== What you should do ==
Only the lines that contain the string "saved" belong in the answer; pull them from the records.

(Data entries)
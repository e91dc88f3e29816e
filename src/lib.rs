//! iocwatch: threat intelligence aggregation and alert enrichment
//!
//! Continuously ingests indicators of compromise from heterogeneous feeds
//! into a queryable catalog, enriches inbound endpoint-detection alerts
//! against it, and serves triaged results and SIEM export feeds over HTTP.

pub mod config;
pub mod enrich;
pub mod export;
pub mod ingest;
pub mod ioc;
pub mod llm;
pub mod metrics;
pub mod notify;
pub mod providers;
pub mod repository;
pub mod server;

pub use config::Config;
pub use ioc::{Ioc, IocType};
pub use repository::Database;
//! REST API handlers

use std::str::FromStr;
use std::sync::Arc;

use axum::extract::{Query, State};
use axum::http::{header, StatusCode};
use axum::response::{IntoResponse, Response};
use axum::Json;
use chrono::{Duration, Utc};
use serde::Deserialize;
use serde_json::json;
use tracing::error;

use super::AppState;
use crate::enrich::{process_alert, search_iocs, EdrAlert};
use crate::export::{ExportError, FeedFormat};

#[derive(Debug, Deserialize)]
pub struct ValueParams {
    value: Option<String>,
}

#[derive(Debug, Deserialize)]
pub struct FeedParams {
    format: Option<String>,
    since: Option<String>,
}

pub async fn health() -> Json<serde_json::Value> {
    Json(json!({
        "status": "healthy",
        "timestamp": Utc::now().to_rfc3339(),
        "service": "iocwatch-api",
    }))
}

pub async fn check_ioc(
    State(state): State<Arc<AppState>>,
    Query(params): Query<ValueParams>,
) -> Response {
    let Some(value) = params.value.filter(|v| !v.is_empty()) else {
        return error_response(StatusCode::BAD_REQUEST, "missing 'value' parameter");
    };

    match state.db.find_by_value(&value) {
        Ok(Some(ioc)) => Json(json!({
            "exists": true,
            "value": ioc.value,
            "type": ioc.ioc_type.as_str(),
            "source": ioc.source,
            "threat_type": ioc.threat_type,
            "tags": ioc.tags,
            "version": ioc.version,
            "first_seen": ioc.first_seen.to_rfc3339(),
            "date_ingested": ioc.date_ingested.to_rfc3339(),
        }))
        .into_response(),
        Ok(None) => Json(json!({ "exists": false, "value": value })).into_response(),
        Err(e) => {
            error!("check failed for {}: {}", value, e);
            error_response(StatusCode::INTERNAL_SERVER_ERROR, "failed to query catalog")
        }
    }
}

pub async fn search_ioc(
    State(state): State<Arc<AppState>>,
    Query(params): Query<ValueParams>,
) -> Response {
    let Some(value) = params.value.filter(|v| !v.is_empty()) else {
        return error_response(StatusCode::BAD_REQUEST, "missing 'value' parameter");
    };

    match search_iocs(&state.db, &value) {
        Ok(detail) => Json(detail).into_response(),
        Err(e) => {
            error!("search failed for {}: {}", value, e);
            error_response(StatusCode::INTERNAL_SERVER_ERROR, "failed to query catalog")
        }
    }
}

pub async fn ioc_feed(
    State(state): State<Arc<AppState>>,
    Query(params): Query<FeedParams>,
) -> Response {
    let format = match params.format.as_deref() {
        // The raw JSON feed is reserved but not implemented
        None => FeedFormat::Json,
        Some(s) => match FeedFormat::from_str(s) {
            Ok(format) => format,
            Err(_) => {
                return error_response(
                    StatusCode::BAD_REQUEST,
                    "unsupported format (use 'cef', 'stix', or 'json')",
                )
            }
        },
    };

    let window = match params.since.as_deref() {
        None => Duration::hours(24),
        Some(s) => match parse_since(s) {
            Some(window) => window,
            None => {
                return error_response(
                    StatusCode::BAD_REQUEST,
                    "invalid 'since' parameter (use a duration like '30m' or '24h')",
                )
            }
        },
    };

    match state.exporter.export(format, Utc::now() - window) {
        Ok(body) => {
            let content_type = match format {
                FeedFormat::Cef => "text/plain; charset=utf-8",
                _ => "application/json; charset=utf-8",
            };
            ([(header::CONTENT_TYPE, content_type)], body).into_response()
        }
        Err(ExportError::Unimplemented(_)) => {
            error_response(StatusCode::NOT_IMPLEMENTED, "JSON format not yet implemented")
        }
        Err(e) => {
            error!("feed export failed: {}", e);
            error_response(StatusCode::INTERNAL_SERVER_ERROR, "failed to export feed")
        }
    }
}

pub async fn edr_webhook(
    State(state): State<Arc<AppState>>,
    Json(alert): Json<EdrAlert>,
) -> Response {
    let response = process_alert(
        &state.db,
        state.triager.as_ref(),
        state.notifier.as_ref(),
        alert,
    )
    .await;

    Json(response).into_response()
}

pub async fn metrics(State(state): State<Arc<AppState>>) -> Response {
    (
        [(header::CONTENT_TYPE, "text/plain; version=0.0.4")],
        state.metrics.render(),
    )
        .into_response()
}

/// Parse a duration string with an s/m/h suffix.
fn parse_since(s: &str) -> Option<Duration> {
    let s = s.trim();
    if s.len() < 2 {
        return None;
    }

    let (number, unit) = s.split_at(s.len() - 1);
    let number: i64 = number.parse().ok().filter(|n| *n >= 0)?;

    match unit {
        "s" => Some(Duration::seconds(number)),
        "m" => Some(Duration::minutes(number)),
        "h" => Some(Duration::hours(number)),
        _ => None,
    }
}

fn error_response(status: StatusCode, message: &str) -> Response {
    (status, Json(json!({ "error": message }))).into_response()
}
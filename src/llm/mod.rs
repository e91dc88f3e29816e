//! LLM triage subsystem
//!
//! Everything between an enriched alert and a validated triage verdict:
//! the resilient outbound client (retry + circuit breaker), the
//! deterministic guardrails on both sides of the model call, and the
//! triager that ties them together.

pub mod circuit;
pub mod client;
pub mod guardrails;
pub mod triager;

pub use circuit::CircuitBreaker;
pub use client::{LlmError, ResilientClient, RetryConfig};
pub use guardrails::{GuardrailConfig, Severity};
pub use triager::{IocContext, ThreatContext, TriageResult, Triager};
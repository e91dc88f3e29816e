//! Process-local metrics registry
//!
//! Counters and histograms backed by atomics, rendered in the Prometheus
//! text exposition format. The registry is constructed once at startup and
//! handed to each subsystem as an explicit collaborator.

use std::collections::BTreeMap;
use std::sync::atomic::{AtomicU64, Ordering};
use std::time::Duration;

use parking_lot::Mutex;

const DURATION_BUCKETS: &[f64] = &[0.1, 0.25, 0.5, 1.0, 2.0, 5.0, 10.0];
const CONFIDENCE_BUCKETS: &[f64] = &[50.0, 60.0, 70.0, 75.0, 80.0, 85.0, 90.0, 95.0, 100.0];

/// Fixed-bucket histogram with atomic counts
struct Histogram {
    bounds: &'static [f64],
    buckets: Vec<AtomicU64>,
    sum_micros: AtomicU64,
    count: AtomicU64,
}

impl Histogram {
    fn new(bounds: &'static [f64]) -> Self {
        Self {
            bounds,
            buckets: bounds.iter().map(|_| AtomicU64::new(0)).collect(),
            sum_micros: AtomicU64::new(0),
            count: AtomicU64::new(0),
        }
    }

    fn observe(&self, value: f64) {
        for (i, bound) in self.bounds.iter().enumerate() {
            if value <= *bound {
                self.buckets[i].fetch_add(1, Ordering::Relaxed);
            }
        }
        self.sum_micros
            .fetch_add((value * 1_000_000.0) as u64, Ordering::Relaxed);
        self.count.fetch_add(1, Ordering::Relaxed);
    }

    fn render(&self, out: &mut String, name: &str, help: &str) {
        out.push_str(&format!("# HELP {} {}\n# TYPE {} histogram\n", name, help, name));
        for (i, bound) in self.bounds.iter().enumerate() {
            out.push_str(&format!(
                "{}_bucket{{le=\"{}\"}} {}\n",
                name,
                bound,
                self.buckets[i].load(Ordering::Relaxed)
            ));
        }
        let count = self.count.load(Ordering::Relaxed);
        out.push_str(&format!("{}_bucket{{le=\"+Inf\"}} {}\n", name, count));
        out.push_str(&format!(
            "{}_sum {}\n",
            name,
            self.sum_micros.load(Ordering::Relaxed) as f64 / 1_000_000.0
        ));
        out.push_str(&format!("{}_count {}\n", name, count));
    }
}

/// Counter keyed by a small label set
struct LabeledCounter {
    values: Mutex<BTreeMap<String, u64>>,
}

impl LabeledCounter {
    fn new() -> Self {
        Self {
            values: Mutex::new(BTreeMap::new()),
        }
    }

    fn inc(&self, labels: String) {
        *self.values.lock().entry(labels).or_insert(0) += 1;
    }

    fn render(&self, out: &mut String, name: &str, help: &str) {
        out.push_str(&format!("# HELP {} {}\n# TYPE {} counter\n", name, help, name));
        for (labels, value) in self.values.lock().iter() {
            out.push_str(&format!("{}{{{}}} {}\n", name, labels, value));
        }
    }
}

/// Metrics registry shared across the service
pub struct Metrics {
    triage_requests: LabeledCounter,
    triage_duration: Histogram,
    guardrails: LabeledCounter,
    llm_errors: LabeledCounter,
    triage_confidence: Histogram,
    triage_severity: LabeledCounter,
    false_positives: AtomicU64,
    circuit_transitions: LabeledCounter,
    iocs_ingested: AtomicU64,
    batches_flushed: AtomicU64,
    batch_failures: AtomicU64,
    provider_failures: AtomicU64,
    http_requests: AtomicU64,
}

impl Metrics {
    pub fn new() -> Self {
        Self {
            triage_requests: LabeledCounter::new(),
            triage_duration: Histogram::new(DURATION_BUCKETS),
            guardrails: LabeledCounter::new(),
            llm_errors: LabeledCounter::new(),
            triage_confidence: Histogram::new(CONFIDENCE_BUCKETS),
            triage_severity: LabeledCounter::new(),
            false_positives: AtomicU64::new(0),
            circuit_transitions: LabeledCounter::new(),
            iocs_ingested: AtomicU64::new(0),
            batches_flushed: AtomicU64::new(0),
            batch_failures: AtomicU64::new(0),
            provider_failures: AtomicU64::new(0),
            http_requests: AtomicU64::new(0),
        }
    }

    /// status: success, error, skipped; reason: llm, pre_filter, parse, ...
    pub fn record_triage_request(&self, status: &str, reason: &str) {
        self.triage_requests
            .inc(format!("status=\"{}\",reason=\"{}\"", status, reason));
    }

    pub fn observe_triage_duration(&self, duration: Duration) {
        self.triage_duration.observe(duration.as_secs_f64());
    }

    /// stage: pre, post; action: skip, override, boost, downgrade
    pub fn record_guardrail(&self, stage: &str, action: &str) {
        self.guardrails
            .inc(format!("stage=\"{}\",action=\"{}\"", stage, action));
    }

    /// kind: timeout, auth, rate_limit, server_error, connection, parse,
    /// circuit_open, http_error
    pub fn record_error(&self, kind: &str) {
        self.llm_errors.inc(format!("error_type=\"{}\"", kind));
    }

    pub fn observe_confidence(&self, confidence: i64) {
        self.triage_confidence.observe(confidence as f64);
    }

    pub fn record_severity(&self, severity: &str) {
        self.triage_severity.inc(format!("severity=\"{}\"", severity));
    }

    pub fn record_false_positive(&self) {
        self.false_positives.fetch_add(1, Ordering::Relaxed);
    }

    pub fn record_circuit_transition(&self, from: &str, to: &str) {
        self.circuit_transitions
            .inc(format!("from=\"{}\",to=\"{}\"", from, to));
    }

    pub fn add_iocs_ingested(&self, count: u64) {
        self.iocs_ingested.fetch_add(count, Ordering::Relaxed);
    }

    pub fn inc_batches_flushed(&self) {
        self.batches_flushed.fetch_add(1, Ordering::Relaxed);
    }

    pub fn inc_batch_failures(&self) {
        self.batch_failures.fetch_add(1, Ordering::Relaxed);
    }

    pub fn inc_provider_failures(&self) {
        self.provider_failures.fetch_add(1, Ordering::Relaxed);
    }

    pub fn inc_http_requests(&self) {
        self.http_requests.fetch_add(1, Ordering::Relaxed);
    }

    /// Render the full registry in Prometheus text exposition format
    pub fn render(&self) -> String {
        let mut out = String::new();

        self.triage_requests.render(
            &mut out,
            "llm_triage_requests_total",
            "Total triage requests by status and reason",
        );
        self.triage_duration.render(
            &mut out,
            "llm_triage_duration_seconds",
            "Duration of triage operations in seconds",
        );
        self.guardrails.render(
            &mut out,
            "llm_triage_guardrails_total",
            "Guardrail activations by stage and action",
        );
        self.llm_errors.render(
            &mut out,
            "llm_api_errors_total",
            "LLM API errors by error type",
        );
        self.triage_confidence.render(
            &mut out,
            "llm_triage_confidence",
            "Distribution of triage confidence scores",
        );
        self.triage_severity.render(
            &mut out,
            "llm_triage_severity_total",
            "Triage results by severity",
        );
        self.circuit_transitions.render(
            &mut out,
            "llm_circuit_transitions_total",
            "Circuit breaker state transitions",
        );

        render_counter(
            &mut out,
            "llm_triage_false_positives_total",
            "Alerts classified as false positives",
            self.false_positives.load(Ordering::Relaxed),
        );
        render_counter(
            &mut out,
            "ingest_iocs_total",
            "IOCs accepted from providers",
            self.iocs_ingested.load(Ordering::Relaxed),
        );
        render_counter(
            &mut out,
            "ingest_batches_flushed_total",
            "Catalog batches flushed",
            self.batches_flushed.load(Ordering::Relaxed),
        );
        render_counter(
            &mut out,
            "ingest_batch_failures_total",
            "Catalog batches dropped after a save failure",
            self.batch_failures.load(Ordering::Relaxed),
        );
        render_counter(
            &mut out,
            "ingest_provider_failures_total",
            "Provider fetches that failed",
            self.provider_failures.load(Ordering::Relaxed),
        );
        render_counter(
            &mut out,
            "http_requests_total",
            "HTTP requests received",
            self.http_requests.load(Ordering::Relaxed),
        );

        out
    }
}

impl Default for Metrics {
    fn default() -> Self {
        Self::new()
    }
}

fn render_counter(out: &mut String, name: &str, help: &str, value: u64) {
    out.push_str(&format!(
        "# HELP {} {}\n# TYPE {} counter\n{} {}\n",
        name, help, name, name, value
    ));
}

...

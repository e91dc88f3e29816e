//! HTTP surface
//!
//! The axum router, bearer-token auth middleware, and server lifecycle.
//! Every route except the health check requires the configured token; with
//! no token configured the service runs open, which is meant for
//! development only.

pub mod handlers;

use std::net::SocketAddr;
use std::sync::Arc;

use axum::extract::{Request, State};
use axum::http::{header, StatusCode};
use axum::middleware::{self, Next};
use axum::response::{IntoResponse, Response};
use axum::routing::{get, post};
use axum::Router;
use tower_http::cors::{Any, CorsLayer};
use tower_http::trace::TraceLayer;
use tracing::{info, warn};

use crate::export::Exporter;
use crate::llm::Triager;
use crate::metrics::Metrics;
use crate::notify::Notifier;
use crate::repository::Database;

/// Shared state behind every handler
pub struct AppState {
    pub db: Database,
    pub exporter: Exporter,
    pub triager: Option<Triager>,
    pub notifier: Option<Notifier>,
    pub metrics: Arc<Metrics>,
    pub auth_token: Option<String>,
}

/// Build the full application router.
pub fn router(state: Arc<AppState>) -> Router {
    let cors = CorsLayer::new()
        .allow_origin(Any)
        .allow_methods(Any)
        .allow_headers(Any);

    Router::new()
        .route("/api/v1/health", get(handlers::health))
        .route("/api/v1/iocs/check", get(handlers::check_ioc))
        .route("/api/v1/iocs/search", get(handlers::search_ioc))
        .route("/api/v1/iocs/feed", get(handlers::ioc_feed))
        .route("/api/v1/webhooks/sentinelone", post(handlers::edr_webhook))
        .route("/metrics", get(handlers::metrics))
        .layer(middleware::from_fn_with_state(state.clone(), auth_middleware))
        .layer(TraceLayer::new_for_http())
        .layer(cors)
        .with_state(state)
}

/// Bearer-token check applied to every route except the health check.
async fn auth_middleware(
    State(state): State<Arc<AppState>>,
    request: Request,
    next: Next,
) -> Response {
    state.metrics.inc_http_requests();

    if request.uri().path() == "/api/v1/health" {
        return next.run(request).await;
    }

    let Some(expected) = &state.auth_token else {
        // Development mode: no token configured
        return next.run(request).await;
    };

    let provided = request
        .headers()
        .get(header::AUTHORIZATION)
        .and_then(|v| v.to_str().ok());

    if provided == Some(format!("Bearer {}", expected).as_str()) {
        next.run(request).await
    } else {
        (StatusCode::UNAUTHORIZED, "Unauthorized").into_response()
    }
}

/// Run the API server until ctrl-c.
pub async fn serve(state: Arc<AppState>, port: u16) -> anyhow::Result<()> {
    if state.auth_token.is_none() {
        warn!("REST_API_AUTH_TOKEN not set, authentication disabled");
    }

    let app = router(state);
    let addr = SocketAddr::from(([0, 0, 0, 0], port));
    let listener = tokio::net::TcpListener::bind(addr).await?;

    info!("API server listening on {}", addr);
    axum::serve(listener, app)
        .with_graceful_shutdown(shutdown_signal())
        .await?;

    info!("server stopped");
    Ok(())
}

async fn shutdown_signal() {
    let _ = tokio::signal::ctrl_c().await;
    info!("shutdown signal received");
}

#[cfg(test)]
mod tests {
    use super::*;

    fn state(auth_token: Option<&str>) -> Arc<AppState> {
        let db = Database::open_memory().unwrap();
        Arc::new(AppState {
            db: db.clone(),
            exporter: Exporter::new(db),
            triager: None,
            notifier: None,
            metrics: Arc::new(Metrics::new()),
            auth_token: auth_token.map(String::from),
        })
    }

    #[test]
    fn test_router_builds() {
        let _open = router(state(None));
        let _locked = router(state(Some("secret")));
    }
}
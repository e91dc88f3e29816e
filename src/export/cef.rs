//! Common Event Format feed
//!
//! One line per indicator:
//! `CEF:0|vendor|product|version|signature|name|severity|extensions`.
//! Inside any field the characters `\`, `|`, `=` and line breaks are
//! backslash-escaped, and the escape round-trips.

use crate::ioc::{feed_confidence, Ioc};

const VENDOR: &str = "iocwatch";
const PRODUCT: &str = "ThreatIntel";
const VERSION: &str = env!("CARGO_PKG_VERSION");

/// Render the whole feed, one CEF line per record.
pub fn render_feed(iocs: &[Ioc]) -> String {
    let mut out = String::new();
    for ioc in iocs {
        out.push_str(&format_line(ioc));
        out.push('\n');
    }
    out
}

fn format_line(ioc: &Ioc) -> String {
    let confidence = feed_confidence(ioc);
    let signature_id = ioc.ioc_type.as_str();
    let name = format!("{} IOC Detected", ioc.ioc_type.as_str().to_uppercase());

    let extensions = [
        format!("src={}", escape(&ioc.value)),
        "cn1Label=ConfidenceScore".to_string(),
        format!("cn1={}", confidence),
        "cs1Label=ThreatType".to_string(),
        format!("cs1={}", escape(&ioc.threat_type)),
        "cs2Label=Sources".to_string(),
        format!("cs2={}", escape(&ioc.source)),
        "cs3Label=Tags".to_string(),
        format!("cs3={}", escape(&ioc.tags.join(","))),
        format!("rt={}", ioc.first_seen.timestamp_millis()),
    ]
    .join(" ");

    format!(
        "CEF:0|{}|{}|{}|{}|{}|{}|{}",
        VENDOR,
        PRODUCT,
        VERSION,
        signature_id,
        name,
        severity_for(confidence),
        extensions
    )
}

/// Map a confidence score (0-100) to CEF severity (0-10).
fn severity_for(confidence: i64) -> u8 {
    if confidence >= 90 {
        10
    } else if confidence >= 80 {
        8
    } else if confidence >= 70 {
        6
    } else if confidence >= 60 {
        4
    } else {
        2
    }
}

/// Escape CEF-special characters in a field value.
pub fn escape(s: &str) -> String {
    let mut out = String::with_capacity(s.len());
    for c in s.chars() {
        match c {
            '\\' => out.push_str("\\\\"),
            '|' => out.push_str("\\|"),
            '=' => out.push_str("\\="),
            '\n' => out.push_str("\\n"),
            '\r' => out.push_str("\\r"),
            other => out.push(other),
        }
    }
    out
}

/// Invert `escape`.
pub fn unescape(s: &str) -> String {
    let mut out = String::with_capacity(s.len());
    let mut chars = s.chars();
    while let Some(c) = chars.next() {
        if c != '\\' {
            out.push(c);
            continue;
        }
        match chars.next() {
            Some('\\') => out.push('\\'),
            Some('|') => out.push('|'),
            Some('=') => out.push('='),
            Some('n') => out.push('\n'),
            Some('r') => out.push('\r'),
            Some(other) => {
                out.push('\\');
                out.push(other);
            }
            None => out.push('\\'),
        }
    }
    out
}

--

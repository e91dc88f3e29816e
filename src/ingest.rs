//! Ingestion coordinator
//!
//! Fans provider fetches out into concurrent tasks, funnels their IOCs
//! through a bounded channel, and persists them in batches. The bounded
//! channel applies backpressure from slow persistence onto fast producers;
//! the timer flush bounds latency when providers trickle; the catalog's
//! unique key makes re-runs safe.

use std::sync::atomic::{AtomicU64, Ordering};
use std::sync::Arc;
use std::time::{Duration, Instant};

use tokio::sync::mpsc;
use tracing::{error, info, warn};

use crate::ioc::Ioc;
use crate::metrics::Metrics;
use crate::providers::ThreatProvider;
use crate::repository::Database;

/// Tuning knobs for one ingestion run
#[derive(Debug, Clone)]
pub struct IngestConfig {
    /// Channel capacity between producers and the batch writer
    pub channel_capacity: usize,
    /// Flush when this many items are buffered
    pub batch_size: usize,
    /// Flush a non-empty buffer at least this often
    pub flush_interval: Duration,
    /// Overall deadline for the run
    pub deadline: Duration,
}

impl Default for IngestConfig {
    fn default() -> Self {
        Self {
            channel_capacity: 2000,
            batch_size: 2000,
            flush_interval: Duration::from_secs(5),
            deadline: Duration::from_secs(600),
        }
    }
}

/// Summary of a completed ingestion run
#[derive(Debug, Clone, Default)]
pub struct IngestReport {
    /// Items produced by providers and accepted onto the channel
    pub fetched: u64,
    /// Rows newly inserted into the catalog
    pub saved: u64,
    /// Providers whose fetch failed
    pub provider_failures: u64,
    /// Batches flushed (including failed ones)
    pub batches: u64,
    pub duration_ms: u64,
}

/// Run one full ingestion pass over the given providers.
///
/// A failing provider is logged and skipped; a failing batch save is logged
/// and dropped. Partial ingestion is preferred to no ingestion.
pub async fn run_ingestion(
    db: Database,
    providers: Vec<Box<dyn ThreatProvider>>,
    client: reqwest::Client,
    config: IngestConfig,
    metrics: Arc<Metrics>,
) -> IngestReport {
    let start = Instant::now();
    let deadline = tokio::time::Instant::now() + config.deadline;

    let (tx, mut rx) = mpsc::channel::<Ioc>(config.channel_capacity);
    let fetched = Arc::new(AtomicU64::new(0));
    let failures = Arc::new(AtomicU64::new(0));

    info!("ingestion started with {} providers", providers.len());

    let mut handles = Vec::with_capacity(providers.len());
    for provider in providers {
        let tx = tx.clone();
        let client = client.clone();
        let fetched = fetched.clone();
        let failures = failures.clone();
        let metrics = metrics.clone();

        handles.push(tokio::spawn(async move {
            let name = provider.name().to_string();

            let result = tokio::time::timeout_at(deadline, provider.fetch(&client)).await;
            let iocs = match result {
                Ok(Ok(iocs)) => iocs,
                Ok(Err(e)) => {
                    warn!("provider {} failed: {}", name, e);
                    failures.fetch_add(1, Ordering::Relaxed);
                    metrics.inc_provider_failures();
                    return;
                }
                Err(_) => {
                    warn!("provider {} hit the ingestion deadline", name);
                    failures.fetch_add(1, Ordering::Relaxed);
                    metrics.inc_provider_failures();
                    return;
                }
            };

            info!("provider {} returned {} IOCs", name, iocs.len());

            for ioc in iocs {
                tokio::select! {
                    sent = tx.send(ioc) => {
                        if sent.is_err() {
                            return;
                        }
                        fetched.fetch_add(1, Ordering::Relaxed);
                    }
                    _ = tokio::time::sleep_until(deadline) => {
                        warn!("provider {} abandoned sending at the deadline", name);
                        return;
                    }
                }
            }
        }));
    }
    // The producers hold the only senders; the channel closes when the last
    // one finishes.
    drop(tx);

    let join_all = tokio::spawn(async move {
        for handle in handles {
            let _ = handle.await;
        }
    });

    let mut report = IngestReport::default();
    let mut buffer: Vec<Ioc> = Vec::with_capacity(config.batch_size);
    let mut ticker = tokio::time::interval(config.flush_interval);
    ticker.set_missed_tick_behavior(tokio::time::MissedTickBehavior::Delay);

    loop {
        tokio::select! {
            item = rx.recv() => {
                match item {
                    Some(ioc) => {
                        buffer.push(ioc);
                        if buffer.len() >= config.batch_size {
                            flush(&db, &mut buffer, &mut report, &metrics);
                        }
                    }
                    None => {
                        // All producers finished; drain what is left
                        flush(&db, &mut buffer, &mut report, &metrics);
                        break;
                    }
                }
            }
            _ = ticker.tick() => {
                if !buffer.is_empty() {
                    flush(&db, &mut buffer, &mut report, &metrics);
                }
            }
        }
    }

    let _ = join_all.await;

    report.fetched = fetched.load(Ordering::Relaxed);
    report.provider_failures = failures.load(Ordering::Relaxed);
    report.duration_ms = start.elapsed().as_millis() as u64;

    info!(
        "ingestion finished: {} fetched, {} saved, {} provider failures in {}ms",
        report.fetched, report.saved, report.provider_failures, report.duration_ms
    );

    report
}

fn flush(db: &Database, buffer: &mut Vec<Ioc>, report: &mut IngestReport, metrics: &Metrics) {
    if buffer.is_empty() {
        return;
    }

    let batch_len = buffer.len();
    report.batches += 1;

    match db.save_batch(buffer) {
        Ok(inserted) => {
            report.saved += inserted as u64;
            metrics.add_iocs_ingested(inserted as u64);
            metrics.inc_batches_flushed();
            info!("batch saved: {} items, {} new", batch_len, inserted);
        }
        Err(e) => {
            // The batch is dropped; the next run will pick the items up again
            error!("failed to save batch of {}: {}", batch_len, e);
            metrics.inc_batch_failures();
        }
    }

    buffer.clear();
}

== Output of the task ==
    pub saved: u64,
        "ingestion finished: {} fetched, {} saved, {} provider failures in {}ms",
        report.fetched, report.saved, report.provider_failures, report.duration_ms
            report.saved += inserted as u64;
            info!("batch saved: {} items, {} new", batch_len, inserted);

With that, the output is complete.